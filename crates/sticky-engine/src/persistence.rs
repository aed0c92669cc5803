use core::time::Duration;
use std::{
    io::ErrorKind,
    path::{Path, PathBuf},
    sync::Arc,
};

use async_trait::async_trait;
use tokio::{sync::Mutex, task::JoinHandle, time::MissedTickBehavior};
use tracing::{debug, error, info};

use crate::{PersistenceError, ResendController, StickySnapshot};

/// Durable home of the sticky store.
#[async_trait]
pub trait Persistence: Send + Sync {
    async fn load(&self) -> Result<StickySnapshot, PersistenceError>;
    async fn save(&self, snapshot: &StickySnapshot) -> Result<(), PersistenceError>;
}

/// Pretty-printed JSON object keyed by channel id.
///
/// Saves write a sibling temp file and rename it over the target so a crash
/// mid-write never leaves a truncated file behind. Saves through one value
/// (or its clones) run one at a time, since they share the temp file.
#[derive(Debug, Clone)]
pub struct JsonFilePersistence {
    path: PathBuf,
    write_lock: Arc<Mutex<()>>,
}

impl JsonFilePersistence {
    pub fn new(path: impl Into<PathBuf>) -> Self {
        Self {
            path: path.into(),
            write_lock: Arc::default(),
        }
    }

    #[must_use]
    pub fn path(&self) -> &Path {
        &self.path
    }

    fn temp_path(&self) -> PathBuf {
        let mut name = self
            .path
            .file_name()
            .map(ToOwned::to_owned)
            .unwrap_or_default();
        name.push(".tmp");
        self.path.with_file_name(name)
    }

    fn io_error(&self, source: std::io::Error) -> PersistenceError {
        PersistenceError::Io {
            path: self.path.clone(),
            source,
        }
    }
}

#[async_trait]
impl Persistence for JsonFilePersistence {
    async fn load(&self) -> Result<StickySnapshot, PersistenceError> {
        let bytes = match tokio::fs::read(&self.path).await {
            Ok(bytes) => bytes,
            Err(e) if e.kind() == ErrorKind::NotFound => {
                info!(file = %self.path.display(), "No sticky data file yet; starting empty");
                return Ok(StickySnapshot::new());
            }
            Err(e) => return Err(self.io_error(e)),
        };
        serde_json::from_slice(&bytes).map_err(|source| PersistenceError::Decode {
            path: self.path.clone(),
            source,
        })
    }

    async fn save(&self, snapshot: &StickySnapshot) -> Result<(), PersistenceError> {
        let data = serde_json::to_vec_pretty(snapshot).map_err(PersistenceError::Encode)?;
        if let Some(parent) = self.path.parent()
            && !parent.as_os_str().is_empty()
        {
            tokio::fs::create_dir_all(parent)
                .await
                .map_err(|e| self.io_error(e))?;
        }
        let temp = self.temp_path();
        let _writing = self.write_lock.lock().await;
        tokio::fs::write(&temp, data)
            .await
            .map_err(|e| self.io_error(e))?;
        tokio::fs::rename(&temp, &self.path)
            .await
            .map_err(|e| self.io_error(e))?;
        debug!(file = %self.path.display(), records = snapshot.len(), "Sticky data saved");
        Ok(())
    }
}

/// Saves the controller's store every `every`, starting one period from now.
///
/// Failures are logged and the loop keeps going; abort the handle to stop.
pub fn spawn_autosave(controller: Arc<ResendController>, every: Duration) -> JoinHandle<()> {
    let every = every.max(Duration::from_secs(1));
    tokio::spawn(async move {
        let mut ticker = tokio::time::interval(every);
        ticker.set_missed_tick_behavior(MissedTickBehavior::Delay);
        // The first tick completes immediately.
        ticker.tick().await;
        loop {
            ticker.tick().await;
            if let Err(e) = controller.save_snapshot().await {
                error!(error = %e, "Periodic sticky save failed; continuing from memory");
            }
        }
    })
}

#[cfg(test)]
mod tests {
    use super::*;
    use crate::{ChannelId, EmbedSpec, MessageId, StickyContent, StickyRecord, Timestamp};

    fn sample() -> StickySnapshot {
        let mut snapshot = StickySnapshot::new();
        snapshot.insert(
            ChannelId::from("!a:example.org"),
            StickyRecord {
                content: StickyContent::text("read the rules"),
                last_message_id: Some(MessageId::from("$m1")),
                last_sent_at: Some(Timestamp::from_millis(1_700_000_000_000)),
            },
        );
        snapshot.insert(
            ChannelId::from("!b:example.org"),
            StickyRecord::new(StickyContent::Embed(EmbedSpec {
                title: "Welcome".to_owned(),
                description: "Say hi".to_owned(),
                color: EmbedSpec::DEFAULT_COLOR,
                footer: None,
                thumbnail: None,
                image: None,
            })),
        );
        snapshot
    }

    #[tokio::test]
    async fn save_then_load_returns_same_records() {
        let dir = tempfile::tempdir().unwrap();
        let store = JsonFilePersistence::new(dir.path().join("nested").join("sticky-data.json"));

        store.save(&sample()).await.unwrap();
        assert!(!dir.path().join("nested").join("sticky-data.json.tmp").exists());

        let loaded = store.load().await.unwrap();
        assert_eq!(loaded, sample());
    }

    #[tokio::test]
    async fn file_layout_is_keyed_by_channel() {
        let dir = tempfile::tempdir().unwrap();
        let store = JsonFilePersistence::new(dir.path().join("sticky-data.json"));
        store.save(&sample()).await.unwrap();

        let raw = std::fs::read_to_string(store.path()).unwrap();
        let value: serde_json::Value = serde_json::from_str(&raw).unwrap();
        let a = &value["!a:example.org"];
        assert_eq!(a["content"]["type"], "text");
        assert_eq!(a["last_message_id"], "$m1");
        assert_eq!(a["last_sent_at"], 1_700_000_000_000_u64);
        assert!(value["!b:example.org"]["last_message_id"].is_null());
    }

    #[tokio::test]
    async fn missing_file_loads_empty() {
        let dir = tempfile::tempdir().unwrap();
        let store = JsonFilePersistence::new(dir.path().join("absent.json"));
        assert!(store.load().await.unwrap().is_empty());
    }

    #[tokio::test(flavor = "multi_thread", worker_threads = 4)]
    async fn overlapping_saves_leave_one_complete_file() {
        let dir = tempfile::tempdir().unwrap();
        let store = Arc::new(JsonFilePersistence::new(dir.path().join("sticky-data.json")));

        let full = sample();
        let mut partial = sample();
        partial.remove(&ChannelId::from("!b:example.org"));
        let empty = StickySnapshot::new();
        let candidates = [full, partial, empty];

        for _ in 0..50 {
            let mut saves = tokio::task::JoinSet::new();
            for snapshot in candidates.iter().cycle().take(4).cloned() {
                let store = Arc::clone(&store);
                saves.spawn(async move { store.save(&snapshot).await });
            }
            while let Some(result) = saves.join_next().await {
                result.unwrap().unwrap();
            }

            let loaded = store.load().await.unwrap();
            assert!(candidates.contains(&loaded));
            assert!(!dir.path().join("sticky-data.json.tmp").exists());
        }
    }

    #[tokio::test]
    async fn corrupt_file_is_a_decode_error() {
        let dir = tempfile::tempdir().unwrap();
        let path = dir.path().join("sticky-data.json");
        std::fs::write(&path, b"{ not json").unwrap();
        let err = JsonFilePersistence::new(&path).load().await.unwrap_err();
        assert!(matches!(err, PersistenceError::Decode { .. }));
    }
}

***

PROBLEM:
Extract all lines from the material above that include the word "every".

RESPONSE TO THIS TASK:
/// Saves the controller's store every `every`, starting one period from now.
pub fn spawn_autosave(controller: Arc<ResendController>, every: Duration) -> JoinHandle<()> {
    let every = every.max(Duration::from_secs(1));
        let mut ticker = tokio::time::interval(every);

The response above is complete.